Xu Qingyang, Zhang Chengjin, Zhang Li
School of Mechanical, Electrical & Information Engineering, Shandong University, Weihai 264209, China.
ScientificWorldJournal. 2014;2014:597278. doi: 10.1155/2014/597278. Epub 2014 Apr 27.
Estimation of distribution algorithm (EDA) is an intelligent optimization algorithm based on the probability statistics theory. A fast elitism Gaussian estimation of distribution algorithm (FEGEDA) is proposed in this paper. The Gaussian probability model is used to model the solution distribution. The parameters of Gaussian come from the statistical information of the best individuals by fast learning rule. A fast learning rule is used to enhance the efficiency of the algorithm, and an elitism strategy is used to maintain the convergent performance. The performances of the algorithm are examined based upon several benchmarks. In the simulations, a one-dimensional benchmark is used to visualize the optimization process and probability model learning process during the evolution, and several two-dimensional and higher dimensional benchmarks are used to testify the performance of FEGEDA. The experimental results indicate the capability of FEGEDA, especially in the higher dimensional problems, and the FEGEDA exhibits a better performance than some other algorithms and EDAs. Finally, FEGEDA is used in PID controller optimization of PMSM and compared with the classical-PID and GA.

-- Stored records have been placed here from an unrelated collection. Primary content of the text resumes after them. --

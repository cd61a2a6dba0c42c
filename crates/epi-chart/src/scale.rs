// SPDX-License-Identifier: MIT OR Apache-2.0

#![forbid(unsafe_code)]

use crate::distribution::DistributionSummary;

/// Raw peaks beyond this multiple of the trend peak read as lone outliers.
const MAX_RAW_TO_AVERAGE_FACTOR: f64 = 1.9;
/// Headroom granted above the trend peak when the raw peak is truncated.
const RAW_HEADROOM_FACTOR: f64 = 1.5;
/// Trend peaks beyond this multiple of the trend's own top quartile read
/// as disproportionate spikes.
const MAX_PEAK_AVERAGE_TO_TOP_QUARTILE_FACTOR: f64 = 2.2;
/// A trend jump must exceed this fraction of the trend peak to count as a
/// sudden spike.
const JUMP_FRACTION_OF_MAX: f64 = 0.5;

/// How much of a chart is drawn; reduced modes draw only trend lines.
#[cfg_attr(feature = "serde", derive(serde::Serialize, serde::Deserialize))]
#[derive(Clone, Copy, Debug, PartialEq, Eq)]
pub enum ChartDisplayMode {
    Full,
    Mini,
    MiniWithTitle,
}

impl ChartDisplayMode {
    pub fn is_mini(self) -> bool {
        matches!(self, Self::Mini | Self::MiniWithTitle)
    }
}

/// The vertical range a chart should display.
///
/// `y_data_max`/`y_data_min` track the data bound chart elements are sized
/// against even when the displayed axis bound (`y_max`) has been truncated
/// below the true raw maximum.
#[cfg_attr(feature = "serde", derive(serde::Serialize, serde::Deserialize))]
#[derive(Clone, Copy, Debug, PartialEq)]
pub struct ScaleDecision {
    pub y_min: f64,
    pub y_max: f64,
    pub y_data_min: f64,
    pub y_data_max: f64,
    pub use_overshoot: bool,
}

impl ScaleDecision {
    fn from_range(y_min: f64, y_max: f64) -> Self {
        Self {
            y_min,
            y_max,
            y_data_min: y_min,
            y_data_max: y_max,
            use_overshoot: false,
        }
    }
}

/// Decides the displayed vertical range for a chart from its raw-series
/// and trend-series distributions.
///
/// Two truncation triggers keep a single record-breaking day from
/// compressing a multi-month trend into a sliver, evaluated in order with
/// the raw-outlier trigger taking precedence:
///
/// 1. the raw peak is a lone outlier far above the trend peak, or
/// 2. the trend itself peaks in one sudden jump disproportionate to its
///    own typical upper range.
///
/// Truncation applies only to unsigned domains; metrics that allow
/// negative values always get their full raw range. Returns `None` when
/// the governing summary is empty.
pub fn scale_for_summaries(
    mode: ChartDisplayMode,
    raw: &DistributionSummary,
    trend: &DistributionSummary,
    allow_negative: bool,
) -> Option<ScaleDecision> {
    // Reduced display modes scale to the trend alone and never truncate.
    if mode.is_mini() {
        let trend_stats = trend.stats()?;
        return Some(ScaleDecision::from_range(trend_stats.min, trend_stats.max));
    }

    let raw_stats = raw.stats()?;
    let mut decision = ScaleDecision::from_range(raw_stats.min, raw_stats.max);

    if allow_negative {
        return Some(decision);
    }

    let Some(trend_stats) = trend.stats() else {
        return Some(decision);
    };

    if raw_stats.max > trend_stats.max * MAX_RAW_TO_AVERAGE_FACTOR {
        decision.use_overshoot = true;
        decision.y_max = trend_stats.max * RAW_HEADROOM_FACTOR;
        decision.y_data_max = largest_raw_under(raw, decision.y_max);
        log::debug!(
            "scale truncated at raw outlier: raw max {} capped to {}",
            raw_stats.max,
            decision.y_max
        );
        return Some(decision);
    }

    let peak_is_disproportionate =
        trend_stats.max > trend_stats.top_quartile * MAX_PEAK_AVERAGE_TO_TOP_QUARTILE_FACTOR;
    let jump_dominates_peak = trend.max_jump().abs() > JUMP_FRACTION_OF_MAX * trend_stats.max;
    if peak_is_disproportionate && jump_dominates_peak {
        decision.use_overshoot = true;
        decision.y_max = trend_stats.top_quartile * MAX_PEAK_AVERAGE_TO_TOP_QUARTILE_FACTOR;
        decision.y_data_max = largest_raw_under(raw, decision.y_max);
        log::debug!(
            "scale truncated at trend spike: trend max {} capped to {}",
            trend_stats.max,
            decision.y_max
        );
    }

    Some(decision)
}

fn largest_raw_under(raw: &DistributionSummary, cap: f64) -> f64 {
    match raw.max_value_at_or_below(cap) {
        Some(value) => value,
        None => {
            log::warn!("no raw value fits under truncated axis cap {cap}");
            cap
        }
    }
}

#[cfg(test)]
mod tests {
    use super::{ChartDisplayMode, scale_for_summaries};
    use crate::distribution::DistributionSummary;
    use crate::series::SeriesPoint;

    fn summary(values: &[f64]) -> DistributionSummary {
        let points: Vec<SeriesPoint> = values.iter().copied().map(SeriesPoint::flat).collect();
        DistributionSummary::from_points(&points)
    }

    #[test]
    fn mini_mode_scales_to_the_trend_without_truncation() {
        let raw = summary(&[0.0, 1000.0]);
        let trend = summary(&[5.0, 50.0]);
        let decision =
            scale_for_summaries(ChartDisplayMode::Mini, &raw, &trend, false)
                .expect("trend data should produce a decision");
        assert_eq!(decision.y_min, 5.0);
        assert_eq!(decision.y_max, 50.0);
        assert!(!decision.use_overshoot);
    }

    #[test]
    fn full_mode_defaults_to_the_raw_range() {
        let raw = summary(&[2.0, 40.0, 80.0]);
        let trend = summary(&[10.0, 50.0, 70.0]);
        let decision = scale_for_summaries(ChartDisplayMode::Full, &raw, &trend, false)
            .expect("raw data should produce a decision");
        assert_eq!(decision.y_min, 2.0);
        assert_eq!(decision.y_max, 80.0);
        assert_eq!(decision.y_data_max, 80.0);
        assert!(!decision.use_overshoot);
    }

    #[test]
    fn signed_metrics_never_truncate() {
        let raw = summary(&[-10.0, 1000.0]);
        let trend = summary(&[1.0, 2.0]);
        let decision = scale_for_summaries(ChartDisplayMode::Full, &raw, &trend, true)
            .expect("raw data should produce a decision");
        assert!(!decision.use_overshoot);
        assert_eq!(decision.y_max, 1000.0);
    }

    #[test]
    fn raw_outlier_trigger_caps_the_axis_with_headroom() {
        // Raw peak 1000 against trend peak 100: 1000 > 100 * 1.9.
        let raw = summary(&[10.0, 60.0, 120.0, 1000.0]);
        let trend = summary(&[20.0, 80.0, 100.0]);
        let decision = scale_for_summaries(ChartDisplayMode::Full, &raw, &trend, false)
            .expect("raw data should produce a decision");

        assert!(decision.use_overshoot);
        assert_eq!(decision.y_max, 150.0);
        // The largest actual raw value under the cap sizes chart elements.
        assert_eq!(decision.y_data_max, 120.0);
        assert_eq!(decision.y_min, 10.0);
        assert_eq!(decision.y_data_min, 10.0);
    }

    #[test]
    fn trend_spike_trigger_caps_at_the_top_quartile_multiple() {
        // Trend sorted: [10, 10, 10, 11, 100] -> top quartile 11.
        // 100 > 11 * 2.2 and the chronological jump 10 -> 100 (90) exceeds
        // half the trend peak.
        let raw = summary(&[10.0, 12.0, 20.0, 100.0]);
        let trend = summary(&[10.0, 10.0, 10.0, 11.0, 100.0]);
        let decision = scale_for_summaries(ChartDisplayMode::Full, &raw, &trend, false)
            .expect("raw data should produce a decision");

        assert!(decision.use_overshoot);
        assert!((decision.y_max - 24.2).abs() < 1e-12);
        assert_eq!(decision.y_data_max, 20.0);
    }

    #[test]
    fn raw_outlier_trigger_takes_precedence_over_trend_spike() {
        // Both conditions hold; the decision must come from trigger A.
        let raw = summary(&[10.0, 40.0, 1000.0]);
        let trend = summary(&[10.0, 10.0, 10.0, 11.0, 100.0]);
        let decision = scale_for_summaries(ChartDisplayMode::Full, &raw, &trend, false)
            .expect("raw data should produce a decision");

        assert!(decision.use_overshoot);
        assert_eq!(decision.y_max, 150.0);
    }

    #[test]
    fn gradual_trends_do_not_trip_the_spike_trigger() {
        // The peak dwarfs the top quartile, but it is reached in steps no
        // larger than 30, under half the peak: both spike conditions must
        // hold for truncation.
        let trend = summary(&[
            10.0, 10.0, 10.0, 10.0, 10.0, 10.0, 10.0, 10.0, 40.0, 70.0, 100.0,
        ]);
        let raw = summary(&[10.0, 50.0, 100.0]);
        let decision = scale_for_summaries(ChartDisplayMode::Full, &raw, &trend, false)
            .expect("raw data should produce a decision");
        assert!(!decision.use_overshoot);
    }

    #[test]
    fn empty_summaries_yield_no_decision() {
        let empty = DistributionSummary::empty();
        let data = summary(&[1.0, 2.0]);
        assert!(scale_for_summaries(ChartDisplayMode::Full, &empty, &data, false).is_none());
        assert!(scale_for_summaries(ChartDisplayMode::Mini, &data, &empty, false).is_none());
    }

    #[test]
    fn empty_trend_in_full_mode_keeps_the_raw_range() {
        let raw = summary(&[1.0, 500.0]);
        let decision = scale_for_summaries(
            ChartDisplayMode::Full,
            &raw,
            &DistributionSummary::empty(),
            false,
        )
        .expect("raw data should produce a decision");
        assert!(!decision.use_overshoot);
        assert_eq!(decision.y_max, 500.0);
    }

    #[cfg(feature = "serde")]
    #[test]
    fn scale_decision_serde_roundtrip() {
        let raw = summary(&[10.0, 60.0, 120.0, 1000.0]);
        let trend = summary(&[20.0, 80.0, 100.0]);
        let decision = scale_for_summaries(ChartDisplayMode::Full, &raw, &trend, false)
            .expect("decision");

        let encoded = serde_json::to_string(&decision).expect("decision should serialize");
        let decoded: super::ScaleDecision =
            serde_json::from_str(&encoded).expect("decision should deserialize");
        assert_eq!(decoded, decision);
    }

    #[test]
    fn truncation_monotonicity_as_the_trend_peak_falls() {
        // Holding the raw summary fixed, lowering the trend peak below
        // raw_max / 1.9 flips the outlier trigger on.
        let raw = summary(&[10.0, 60.0, 120.0, 190.0]);

        let tall_trend = summary(&[50.0, 100.0, 120.0]);
        let no_cut = scale_for_summaries(ChartDisplayMode::Full, &raw, &tall_trend, false)
            .expect("decision");
        assert!(!no_cut.use_overshoot);

        let short_trend = summary(&[20.0, 50.0, 90.0]);
        let cut = scale_for_summaries(ChartDisplayMode::Full, &raw, &short_trend, false)
            .expect("decision");
        assert!(cut.use_overshoot);
        assert!(cut.y_data_max <= 190.0);
    }
}
//! Pane capture with escape sequences preserved.

use crate::error::TmuxError;
use crate::executor::TmuxCommandRunner;

/// Raw pane content plus the dimensions it was rendered at.
#[derive(Debug, Clone, PartialEq, Eq, Default)]
pub struct Capture {
    pub bytes: Vec<u8>,
    pub rows: u16,
    pub cols: u16,
}

/// Capture the visible screen of a pane, including SGR escape codes.
///
/// Fails with [`TmuxError::NotFound`] when the pane no longer exists.
pub fn capture_pane(runner: &impl TmuxCommandRunner, pane_id: &str) -> Result<Capture, TmuxError> {
    let dims = runner.run(&[
        "display-message",
        "-p",
        "-t",
        pane_id,
        "#{pane_height}\t#{pane_width}",
    ])?;
    let (rows, cols) = parse_dimensions(&dims);
    let output = runner.run(&["capture-pane", "-e", "-p", "-t", pane_id])?;
    Ok(Capture {
        bytes: output.into_bytes(),
        rows,
        cols,
    })
}

fn parse_dimensions(output: &str) -> (u16, u16) {
    let mut parts = output.trim().split('\t');
    let rows = parts.next().and_then(|s| s.parse().ok()).unwrap_or(24);
    let cols = parts.next().and_then(|s| s.parse().ok()).unwrap_or(80);
    (rows, cols)
}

分布估计算法(EDA)是一种基于概率统计理论的智能优化算法。本文提出了一种快速精英高斯分布估计算法(FEGEDA)。该算法采用高斯概率模型对解的分布进行建模,高斯分布的参数通过快速学习规则从最优个体的统计信息中获得。算法使用快速学习规则提高算法效率,采用精英策略保持算法的收敛性能。通过几个基准测试对算法性能进行了检验。在仿真中,使用一维基准测试来可视化进化过程中的优化过程和概率模型学习过程,使用几个二维和高维基准测试来验证FEGEDA的性能。实验结果表明了FEGEDA的性能,特别是在高维问题中,并且FEGEDA比其他一些算法和分布估计算法表现出更好的性能。最后,将FEGEDA应用于永磁同步电机的PID控制器优化,并与经典PID和遗传算法进行了比较。